The Watchman’s Rattle talks about how when the complexity of the environment outpaces our ability to collectively make sense of it, human groups run into problems. Stolen Focus, Reader, Come Home, and The Shallows highlight how our attention has been fragmented, hindering our ability to focus deeply and for long periods of time. The Your Undivided Attention Podcast and The Attention Merchants discuss the commodification of human attention throughout history, how “time on site,” “user engagement,” and the worship of growth at all cost has come to give birth to the current toxic social media environment. No doubt I am leaving out many thinkers who are also calling attention (pun unintended but dad joke hilarious nonetheless) to this problem. 

This week someone commented to me that people are still reading the same amount; it’s just distributed in different ways. For example, reading online news and social media, scrolling twitter feeds and threads. I understand the comparison, but upon closer examination the idea doesn’t stand up to scrutiny. It’s the difference between swimming in the rough waters of an ocean versus the kid’s end of the pool. 

I see it in myself, where I find myself reading less pages a week without disciplined effort. I see it in the freshmen at college, with professors (including myself) reluctant to assign long books and readings. And as I hear about grade schoolteachers, I see it there as well. Some of that is pandemic driven, no doubt, just another factor exacerbating our already degraded attention span.

From the “Erosion of Deep Literacy” piece:

“We ask our stone-age brains to sort, categorize, parse, and prioritize torrential data streams it never evolved to juggle, while in the background we have to stay ever vigilant to change in every sensory channel....Screens of all sorts serve up rapidly changing images, jump cuts between scenes, erratic motion, and non-linear narratives that spill out in fragments....Is it any wonder people today complain of mental fatigue? Fatigue makes it even harder to sort the trivial from the salient and navigate the glut of decisions modern life throws at us.”

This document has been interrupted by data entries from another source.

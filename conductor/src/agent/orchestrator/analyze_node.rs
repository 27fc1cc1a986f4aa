//! Analyze node: structured routing decision over the managed agents.

use std::sync::Arc;

use async_trait::async_trait;

use crate::agent::prompts::analyze_prompt;
use crate::error::AgentError;
use crate::graph::{Next, Node};
use crate::llm::{structured, LlmClient, RouteDecision};
use crate::message::Message;

use super::OrchestratorState;

pub struct AnalyzeNode {
    llm: Arc<dyn LlmClient>,
    /// (name, description) of every managed agent, in construction order.
    agents: Vec<(String, String)>,
}

impl AnalyzeNode {
    pub fn new(llm: Arc<dyn LlmClient>, agents: Vec<(String, String)>) -> Self {
        Self { llm, agents }
    }
}

#[async_trait]
impl Node<OrchestratorState> for AnalyzeNode {
    fn id(&self) -> &str {
        "analyze"
    }

    async fn run(
        &self,
        state: OrchestratorState,
    ) -> Result<(OrchestratorState, Next), AgentError> {
        let mut prompt = Vec::with_capacity(state.messages.len() + 1);
        prompt.push(Message::system(analyze_prompt(&self.agents)));
        prompt.extend(state.messages.iter().cloned());
        let decision: RouteDecision = structured(self.llm.as_ref(), &prompt).await?;
        let chosen = decision.chosen_agent.trim().to_string();
        tracing::debug!(chosen_agent = %chosen, reason = %decision.reason, "routing decision");

        let mut state = state;
        state.active_agent = chosen;
        state.specialized_agents = self.agents.iter().map(|(n, _)| n.clone()).collect();
        Ok((state, Next::Continue))
    }
}
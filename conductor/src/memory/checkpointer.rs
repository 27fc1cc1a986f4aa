use async_trait::async_trait;

use super::checkpoint::{Checkpoint, CheckpointSummary};
use super::config::RunnableConfig;

#[derive(Debug, thiserror::Error)]
pub enum CheckpointError {
    /// The config names no thread, so there is nowhere to read or write.
    #[error("checkpoint access needs a thread id")]
    MissingThreadId,
    #[error("no checkpoint stored for thread '{0}'")]
    NoCheckpoint(String),
    #[error("checkpoint backend failed: {0}")]
    Backend(String),
}

/// Storage for the checkpoints of graph runs, partitioned by thread.
///
/// Every method except `delete_thread` reads the thread from the config and
/// fails with [`CheckpointError::MissingThreadId`] when it has none.
#[async_trait]
pub trait Checkpointer<S>: Send + Sync
where
    S: Clone + Send + Sync + 'static,
{
    /// Appends a checkpoint to the thread and returns its id.
    async fn put(
        &self,
        config: &RunnableConfig,
        checkpoint: Checkpoint<S>,
    ) -> Result<String, CheckpointError>;

    /// The checkpoint named by `config.checkpoint_id`, or the newest one.
    async fn get(&self, config: &RunnableConfig) -> Result<Option<Checkpoint<S>>, CheckpointError>;

    /// Summaries in write order; with `limit`, only the newest `limit` of them.
    async fn list(
        &self,
        config: &RunnableConfig,
        limit: Option<usize>,
    ) -> Result<Vec<CheckpointSummary>, CheckpointError>;

    /// Removes the whole thread. Returns the number of checkpoints dropped.
    async fn delete_thread(&self, thread_id: &str) -> Result<usize, CheckpointError>;
}

#[cfg(test)]
mod tests {
    use super::*;

    #[test]
    fn errors_name_the_thread() {
        let msg = CheckpointError::NoCheckpoint("t9".into()).to_string();
        assert_eq!(msg, "no checkpoint stored for thread 't9'");
        assert!(CheckpointError::MissingThreadId.to_string().contains("thread id"));
    }
}
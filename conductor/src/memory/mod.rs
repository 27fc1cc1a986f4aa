//! Per-thread checkpoint persistence.
//!
//! A compiled graph writes one [`Checkpoint`] after every node it runs for a
//! thread; agents read the latest completed one back on their next run.

mod checkpoint;
mod checkpointer;
mod config;
mod memory_saver;

pub use checkpoint::{Checkpoint, CheckpointMetadata, CheckpointSource, CheckpointSummary};
pub use checkpointer::{CheckpointError, Checkpointer};
pub use config::{RunnableConfig, DEFAULT_RECURSION_LIMIT};
pub use memory_saver::MemorySaver;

“Reading books requires you to form concepts, to train your mind to relationships.... A book is a large intellectual construction; you can't hold it all in mind easily or at once. You must struggle mentally to internalize it. Now there is no need to internalize because each fact can instantly be called up again on the computer. There is no context, no motive. Information is not knowledge. People are not readers but researchers, they float on the surface.... This new thinking erases context. It disaggregates everything. All this makes strategic thinking about world order nearly impossible to achieve.”

What to do, what to do….

At the individual level, books like Deep Work and Hyper Focus point to possible pathways forward. Know thyself.  Figure out when your individual energy pattern is highest. Invariably it will be early morning or late evening. Block off that time and jealously guard it, use it to knock out your high percentage tasks. Essentialism discusses how to strip away the unnecessary. In the words of Ron Swanson, “Don’t half ass two things. Whole ass one thing.” Ruthlessly pare away the distractions. Carve out time, even if it’s only ten or twenty minutes a day. It will add up.  It's not about being a luddite or a monk. Find a moderate balance. Get outside, unplug in the woods. Breathe.

At the larger group level, we must redesign these technological platforms that assume greater import in our lives as time progresses. If they must be paid services, so be it. I would much rather pay for a subscription social media service rather than have them fund it by harvesting my attention and data (which is a whole other topic we’ll just put a pin in for now). You are going to pay the bill somehow.  You will pay it with attention capture and personal information, or with money. It will be up to individuals to make that calculation. Maybe there should be an NPR type social media that is not for profit. I don’t know. What I do know is that what we have now is a not serving the humans that use it very well. Tristan Harris is one of the people to watch to discern an ethical path forward. 

The answer is clearly not unplugging and heading for the woods, as enticing as that could be. It appears that humanity is creating a worldwide model of distributed cognition, each of us neurons in a larger whole. If that’s the case, let’s make those neurons just a little more thoughtful, yeah? 

And if we don’t?  I think Mike Judge showed us a possible ending to this story….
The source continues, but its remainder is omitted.